Copy, in full, each line of the material that holds the word "impl".
▽
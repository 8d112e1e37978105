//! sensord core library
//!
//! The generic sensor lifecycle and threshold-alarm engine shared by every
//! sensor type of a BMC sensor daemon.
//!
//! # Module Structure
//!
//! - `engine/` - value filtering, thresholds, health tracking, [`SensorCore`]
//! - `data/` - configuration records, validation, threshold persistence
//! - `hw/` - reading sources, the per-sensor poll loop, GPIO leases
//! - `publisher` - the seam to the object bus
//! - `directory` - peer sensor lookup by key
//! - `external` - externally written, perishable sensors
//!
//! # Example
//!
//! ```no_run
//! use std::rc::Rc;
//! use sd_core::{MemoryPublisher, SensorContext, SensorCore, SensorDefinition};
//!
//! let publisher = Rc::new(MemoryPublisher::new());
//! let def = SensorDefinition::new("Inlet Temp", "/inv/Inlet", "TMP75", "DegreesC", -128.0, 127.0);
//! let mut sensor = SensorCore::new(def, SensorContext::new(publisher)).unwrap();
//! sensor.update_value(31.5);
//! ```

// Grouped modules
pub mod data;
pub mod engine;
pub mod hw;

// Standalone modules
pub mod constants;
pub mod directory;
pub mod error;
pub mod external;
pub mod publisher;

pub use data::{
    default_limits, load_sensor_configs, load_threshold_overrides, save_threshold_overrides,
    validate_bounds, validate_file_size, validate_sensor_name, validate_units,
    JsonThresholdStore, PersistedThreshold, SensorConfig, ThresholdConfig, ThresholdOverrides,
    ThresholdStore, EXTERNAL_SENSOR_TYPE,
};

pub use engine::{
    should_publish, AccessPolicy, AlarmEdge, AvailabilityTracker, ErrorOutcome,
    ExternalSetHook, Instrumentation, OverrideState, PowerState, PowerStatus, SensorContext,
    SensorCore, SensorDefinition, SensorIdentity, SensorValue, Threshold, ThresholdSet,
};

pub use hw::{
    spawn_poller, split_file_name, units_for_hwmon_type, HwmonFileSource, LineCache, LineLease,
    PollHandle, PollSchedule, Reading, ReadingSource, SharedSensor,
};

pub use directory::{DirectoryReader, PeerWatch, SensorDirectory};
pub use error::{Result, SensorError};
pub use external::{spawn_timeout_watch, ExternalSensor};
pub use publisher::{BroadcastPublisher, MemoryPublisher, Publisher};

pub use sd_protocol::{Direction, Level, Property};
△
▽
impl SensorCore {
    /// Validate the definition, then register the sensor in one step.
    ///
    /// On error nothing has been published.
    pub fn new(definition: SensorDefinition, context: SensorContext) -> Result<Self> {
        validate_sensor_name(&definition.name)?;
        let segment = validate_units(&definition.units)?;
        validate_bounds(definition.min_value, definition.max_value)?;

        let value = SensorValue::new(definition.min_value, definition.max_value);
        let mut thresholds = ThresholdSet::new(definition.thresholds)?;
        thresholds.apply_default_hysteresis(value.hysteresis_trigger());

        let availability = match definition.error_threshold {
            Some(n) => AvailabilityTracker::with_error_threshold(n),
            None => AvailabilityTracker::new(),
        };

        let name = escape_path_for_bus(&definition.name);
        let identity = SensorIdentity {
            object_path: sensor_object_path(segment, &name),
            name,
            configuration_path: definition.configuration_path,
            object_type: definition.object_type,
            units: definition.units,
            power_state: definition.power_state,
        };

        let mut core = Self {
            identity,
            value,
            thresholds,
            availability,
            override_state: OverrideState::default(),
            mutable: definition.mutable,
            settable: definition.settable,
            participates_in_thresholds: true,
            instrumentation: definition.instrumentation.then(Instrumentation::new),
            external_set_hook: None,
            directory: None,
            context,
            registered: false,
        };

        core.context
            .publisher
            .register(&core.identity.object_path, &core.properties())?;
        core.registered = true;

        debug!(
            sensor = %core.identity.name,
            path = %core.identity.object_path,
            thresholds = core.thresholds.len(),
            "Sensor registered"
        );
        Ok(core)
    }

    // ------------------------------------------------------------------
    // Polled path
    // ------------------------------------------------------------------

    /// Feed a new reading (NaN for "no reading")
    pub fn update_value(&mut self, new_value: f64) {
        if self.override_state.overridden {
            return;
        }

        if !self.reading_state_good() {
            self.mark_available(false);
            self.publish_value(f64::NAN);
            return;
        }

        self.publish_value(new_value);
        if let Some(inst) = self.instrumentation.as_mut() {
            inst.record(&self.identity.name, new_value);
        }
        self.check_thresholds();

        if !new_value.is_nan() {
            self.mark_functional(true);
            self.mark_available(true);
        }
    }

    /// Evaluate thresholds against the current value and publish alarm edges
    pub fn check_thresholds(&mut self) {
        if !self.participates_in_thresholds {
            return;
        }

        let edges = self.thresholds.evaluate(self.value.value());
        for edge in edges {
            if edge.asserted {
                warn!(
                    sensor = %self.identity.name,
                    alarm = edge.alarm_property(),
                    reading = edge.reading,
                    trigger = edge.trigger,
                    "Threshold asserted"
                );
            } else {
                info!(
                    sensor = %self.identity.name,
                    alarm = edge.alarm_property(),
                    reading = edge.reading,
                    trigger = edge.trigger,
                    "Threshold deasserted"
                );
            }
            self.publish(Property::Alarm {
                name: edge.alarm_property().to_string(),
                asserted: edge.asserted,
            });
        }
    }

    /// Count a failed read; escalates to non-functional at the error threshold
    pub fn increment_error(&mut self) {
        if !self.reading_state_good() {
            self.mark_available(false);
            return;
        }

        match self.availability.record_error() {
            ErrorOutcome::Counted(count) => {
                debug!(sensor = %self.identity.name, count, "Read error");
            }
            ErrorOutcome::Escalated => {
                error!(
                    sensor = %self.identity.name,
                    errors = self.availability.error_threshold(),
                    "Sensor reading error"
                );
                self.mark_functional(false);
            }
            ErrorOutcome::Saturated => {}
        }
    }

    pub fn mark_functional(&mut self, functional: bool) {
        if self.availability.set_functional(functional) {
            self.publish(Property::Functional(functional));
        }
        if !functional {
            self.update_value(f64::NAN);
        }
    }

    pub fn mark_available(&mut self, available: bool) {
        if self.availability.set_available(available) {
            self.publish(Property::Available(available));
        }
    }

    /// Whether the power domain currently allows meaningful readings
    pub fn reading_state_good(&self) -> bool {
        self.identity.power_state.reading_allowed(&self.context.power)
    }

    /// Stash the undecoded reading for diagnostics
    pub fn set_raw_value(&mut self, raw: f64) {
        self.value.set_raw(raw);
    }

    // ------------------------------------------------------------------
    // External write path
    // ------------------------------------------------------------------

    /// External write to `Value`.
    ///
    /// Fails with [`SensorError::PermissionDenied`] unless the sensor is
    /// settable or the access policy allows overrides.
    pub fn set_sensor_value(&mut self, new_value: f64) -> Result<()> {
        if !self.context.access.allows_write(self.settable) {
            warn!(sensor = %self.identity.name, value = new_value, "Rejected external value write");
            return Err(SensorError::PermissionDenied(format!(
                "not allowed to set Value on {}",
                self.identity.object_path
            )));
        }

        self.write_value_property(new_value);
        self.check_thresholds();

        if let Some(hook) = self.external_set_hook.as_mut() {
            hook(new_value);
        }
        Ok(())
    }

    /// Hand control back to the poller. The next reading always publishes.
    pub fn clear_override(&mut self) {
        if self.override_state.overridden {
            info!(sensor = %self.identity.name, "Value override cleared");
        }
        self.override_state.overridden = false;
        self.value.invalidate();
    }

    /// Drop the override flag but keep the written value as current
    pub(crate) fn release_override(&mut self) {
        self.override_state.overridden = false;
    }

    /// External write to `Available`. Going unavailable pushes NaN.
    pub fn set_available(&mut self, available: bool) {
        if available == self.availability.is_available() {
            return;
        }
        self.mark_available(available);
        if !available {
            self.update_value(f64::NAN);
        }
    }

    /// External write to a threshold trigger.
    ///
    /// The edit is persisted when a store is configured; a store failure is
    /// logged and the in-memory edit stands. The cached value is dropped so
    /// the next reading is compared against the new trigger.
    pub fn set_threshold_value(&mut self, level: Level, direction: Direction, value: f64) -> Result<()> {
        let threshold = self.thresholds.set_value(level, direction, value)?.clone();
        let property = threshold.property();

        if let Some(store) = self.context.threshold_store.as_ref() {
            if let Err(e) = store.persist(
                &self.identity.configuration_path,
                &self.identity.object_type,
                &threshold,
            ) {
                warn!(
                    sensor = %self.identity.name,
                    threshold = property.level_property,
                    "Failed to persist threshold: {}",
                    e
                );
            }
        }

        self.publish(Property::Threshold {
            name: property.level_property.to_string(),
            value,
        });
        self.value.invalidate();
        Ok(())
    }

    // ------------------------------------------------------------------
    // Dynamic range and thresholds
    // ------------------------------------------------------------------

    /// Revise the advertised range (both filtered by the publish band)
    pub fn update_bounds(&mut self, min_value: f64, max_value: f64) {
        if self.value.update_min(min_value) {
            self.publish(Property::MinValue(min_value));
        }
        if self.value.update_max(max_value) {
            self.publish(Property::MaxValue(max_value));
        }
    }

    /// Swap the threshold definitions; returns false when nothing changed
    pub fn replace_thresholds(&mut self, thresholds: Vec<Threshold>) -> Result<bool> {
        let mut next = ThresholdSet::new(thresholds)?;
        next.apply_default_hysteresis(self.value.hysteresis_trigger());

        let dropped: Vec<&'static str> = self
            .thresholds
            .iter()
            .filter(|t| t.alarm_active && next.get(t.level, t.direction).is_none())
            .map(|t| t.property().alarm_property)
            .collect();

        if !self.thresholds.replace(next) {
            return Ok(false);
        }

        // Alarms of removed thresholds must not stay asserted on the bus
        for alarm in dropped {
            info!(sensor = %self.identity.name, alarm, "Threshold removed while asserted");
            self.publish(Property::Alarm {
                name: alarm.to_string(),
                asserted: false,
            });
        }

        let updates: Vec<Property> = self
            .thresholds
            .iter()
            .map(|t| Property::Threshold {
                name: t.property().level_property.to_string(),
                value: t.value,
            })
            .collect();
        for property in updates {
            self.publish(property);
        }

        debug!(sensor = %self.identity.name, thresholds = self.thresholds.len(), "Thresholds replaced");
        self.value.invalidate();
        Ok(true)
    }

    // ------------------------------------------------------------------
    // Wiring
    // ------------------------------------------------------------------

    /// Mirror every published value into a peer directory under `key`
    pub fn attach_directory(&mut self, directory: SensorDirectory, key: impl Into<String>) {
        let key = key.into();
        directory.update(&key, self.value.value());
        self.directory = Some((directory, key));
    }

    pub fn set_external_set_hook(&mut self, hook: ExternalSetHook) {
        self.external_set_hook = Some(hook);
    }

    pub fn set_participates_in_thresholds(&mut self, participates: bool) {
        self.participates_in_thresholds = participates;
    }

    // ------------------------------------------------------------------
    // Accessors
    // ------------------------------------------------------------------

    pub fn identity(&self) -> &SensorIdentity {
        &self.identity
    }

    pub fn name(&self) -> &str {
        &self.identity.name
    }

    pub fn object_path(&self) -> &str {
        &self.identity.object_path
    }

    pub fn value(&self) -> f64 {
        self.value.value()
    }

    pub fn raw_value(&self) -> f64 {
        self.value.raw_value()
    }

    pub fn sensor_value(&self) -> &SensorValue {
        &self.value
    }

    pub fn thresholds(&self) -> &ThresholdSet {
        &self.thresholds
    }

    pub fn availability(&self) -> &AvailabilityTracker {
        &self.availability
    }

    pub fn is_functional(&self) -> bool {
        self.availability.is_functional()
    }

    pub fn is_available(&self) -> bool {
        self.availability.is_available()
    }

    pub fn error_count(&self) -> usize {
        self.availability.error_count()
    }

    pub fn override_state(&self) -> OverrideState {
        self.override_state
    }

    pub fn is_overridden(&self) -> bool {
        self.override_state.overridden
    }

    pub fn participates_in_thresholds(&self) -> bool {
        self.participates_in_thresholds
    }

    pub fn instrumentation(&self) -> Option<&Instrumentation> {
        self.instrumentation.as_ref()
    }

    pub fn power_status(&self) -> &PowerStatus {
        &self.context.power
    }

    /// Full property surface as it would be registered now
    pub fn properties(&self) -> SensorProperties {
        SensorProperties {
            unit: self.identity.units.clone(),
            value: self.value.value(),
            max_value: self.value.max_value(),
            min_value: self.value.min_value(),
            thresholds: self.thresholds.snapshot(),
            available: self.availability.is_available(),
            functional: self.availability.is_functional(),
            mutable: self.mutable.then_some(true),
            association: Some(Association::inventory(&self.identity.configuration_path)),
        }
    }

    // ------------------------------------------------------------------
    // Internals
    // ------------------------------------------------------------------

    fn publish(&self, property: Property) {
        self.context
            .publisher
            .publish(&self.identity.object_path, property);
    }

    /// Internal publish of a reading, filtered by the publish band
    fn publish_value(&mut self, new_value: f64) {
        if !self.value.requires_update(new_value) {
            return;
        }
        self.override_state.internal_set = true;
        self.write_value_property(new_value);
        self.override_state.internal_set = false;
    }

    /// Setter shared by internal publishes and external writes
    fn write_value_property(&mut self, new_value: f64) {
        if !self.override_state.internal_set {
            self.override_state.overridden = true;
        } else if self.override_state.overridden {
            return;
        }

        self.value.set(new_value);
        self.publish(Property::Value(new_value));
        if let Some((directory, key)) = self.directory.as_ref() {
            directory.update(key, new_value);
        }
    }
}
△
RESULT:
impl SensorCore {
    pub fn attach_directory(&mut self, directory: SensorDirectory, key: impl Into<String>) {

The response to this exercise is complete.